[[ Information open ]]
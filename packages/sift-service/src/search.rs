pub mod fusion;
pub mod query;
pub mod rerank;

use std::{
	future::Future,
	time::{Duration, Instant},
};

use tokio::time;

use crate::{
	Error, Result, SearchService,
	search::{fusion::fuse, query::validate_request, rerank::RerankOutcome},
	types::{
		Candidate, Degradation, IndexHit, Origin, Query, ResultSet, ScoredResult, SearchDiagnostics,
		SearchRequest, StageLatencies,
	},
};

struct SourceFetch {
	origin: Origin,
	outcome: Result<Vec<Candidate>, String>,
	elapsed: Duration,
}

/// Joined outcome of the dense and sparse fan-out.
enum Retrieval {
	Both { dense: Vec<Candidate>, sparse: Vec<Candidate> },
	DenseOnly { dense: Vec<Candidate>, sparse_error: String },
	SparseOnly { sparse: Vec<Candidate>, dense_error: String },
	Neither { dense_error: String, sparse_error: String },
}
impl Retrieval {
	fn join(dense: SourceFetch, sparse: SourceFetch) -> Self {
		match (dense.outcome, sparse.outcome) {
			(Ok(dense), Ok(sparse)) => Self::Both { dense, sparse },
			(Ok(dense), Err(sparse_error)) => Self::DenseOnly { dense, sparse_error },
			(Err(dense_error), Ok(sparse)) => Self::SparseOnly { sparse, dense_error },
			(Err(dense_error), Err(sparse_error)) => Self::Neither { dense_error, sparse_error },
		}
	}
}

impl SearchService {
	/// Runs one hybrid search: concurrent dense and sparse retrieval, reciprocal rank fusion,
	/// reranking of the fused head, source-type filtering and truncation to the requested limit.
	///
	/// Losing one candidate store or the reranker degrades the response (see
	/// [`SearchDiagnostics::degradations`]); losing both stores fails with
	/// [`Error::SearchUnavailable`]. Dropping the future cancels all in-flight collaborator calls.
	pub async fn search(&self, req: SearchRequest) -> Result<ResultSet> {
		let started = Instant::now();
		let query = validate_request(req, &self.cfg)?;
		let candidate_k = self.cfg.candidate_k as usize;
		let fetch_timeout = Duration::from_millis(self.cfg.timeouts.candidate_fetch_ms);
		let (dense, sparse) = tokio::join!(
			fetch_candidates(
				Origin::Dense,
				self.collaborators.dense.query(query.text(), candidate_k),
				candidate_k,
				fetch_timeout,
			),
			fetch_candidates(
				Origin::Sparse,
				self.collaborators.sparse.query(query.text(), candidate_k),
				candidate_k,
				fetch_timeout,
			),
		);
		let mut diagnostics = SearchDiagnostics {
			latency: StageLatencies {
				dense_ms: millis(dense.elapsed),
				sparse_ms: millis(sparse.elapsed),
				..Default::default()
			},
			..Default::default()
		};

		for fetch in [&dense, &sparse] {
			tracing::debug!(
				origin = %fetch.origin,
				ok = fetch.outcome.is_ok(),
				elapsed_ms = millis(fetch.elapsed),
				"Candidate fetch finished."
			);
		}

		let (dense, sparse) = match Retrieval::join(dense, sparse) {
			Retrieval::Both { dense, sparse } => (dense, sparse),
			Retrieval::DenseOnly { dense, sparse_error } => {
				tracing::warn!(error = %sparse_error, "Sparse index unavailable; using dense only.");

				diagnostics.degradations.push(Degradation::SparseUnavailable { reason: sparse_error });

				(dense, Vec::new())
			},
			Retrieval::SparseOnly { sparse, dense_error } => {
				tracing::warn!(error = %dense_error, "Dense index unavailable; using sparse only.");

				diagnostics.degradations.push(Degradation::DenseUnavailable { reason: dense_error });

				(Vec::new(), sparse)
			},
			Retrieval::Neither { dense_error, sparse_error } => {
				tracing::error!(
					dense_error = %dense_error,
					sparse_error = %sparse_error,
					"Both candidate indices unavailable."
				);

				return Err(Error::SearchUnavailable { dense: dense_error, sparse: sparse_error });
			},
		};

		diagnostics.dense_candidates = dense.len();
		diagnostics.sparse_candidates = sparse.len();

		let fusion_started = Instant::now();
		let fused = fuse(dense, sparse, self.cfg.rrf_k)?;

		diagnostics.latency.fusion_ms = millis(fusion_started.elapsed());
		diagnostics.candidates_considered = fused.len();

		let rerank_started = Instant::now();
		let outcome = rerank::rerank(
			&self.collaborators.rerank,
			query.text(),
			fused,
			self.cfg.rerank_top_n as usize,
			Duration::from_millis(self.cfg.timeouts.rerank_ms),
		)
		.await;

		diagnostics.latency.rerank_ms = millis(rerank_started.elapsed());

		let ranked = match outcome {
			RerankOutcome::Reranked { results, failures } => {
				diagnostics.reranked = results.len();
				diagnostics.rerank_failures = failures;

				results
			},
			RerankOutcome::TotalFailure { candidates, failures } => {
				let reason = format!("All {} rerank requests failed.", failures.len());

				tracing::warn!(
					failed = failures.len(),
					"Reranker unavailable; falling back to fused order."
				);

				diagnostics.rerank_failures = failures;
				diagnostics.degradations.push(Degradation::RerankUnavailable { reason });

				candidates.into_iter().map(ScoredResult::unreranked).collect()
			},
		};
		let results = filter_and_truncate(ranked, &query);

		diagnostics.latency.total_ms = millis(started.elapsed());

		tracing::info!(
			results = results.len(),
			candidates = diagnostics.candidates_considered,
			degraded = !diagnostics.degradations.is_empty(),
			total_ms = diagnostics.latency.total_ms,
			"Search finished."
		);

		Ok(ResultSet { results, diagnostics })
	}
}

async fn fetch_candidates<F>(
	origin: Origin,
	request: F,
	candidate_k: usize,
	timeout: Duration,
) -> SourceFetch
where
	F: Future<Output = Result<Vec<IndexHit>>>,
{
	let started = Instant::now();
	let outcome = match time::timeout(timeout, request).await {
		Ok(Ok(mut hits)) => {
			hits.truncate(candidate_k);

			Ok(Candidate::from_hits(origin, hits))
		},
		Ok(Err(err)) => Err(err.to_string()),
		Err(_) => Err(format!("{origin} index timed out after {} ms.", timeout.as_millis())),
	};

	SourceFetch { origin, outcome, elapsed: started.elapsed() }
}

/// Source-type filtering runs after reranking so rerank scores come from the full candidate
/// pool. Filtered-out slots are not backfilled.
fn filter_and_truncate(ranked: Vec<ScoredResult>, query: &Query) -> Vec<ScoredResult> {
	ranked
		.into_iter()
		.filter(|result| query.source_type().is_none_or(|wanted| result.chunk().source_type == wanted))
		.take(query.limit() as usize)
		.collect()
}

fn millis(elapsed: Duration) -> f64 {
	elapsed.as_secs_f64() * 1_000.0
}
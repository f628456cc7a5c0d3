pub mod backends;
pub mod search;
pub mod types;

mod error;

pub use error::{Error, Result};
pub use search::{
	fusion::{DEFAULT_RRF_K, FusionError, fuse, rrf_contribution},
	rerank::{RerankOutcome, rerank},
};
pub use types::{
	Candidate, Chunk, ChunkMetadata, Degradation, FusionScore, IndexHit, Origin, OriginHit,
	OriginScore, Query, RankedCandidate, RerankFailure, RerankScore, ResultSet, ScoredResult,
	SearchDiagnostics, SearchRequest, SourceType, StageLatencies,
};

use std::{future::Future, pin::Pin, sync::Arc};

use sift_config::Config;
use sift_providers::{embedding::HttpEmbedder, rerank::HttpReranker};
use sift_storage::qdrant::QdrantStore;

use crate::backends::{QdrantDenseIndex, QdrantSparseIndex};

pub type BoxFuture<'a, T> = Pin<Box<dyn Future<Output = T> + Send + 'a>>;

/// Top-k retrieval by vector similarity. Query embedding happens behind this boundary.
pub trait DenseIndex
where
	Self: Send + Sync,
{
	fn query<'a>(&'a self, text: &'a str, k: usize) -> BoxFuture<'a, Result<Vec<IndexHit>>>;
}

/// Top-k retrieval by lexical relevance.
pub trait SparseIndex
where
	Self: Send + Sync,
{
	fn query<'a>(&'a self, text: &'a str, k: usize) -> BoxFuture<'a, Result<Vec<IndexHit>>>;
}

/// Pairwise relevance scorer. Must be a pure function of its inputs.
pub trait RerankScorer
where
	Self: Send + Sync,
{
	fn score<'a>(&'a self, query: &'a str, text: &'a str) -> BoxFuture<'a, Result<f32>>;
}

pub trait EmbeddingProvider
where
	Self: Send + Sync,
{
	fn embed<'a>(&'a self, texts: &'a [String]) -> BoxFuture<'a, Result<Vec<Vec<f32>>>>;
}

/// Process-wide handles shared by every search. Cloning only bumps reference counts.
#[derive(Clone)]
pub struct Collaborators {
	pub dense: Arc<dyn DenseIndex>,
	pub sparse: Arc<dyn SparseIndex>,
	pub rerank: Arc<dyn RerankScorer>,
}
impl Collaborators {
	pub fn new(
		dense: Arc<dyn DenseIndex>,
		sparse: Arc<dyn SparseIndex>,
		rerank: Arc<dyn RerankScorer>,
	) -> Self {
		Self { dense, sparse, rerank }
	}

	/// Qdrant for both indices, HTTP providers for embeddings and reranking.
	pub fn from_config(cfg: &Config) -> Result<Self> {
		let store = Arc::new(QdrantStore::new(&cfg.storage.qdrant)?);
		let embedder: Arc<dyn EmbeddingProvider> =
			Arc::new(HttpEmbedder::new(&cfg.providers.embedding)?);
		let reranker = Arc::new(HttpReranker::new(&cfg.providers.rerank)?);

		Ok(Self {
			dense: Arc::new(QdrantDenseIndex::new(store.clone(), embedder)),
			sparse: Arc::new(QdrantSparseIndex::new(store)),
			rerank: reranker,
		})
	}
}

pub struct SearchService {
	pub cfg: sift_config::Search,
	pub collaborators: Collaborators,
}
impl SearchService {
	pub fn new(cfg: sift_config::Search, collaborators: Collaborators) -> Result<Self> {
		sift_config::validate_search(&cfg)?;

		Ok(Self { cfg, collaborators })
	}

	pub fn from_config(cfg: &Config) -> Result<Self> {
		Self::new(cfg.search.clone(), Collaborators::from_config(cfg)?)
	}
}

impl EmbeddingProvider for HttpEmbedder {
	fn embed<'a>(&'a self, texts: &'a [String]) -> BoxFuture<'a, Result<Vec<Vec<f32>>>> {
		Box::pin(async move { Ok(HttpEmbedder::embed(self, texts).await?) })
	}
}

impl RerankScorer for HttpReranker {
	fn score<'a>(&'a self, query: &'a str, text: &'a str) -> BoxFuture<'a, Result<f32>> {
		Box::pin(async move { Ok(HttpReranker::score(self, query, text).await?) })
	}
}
[[ Information closed ]]
• Problem requirements: Each line of the data above containing the string "warn" is to be copied.

• Task response:
				tracing::warn!(error = %sparse_error, "Sparse index unavailable; using dense only.");
				tracing::warn!(error = %dense_error, "Dense index unavailable; using sparse only.");
				tracing::warn!(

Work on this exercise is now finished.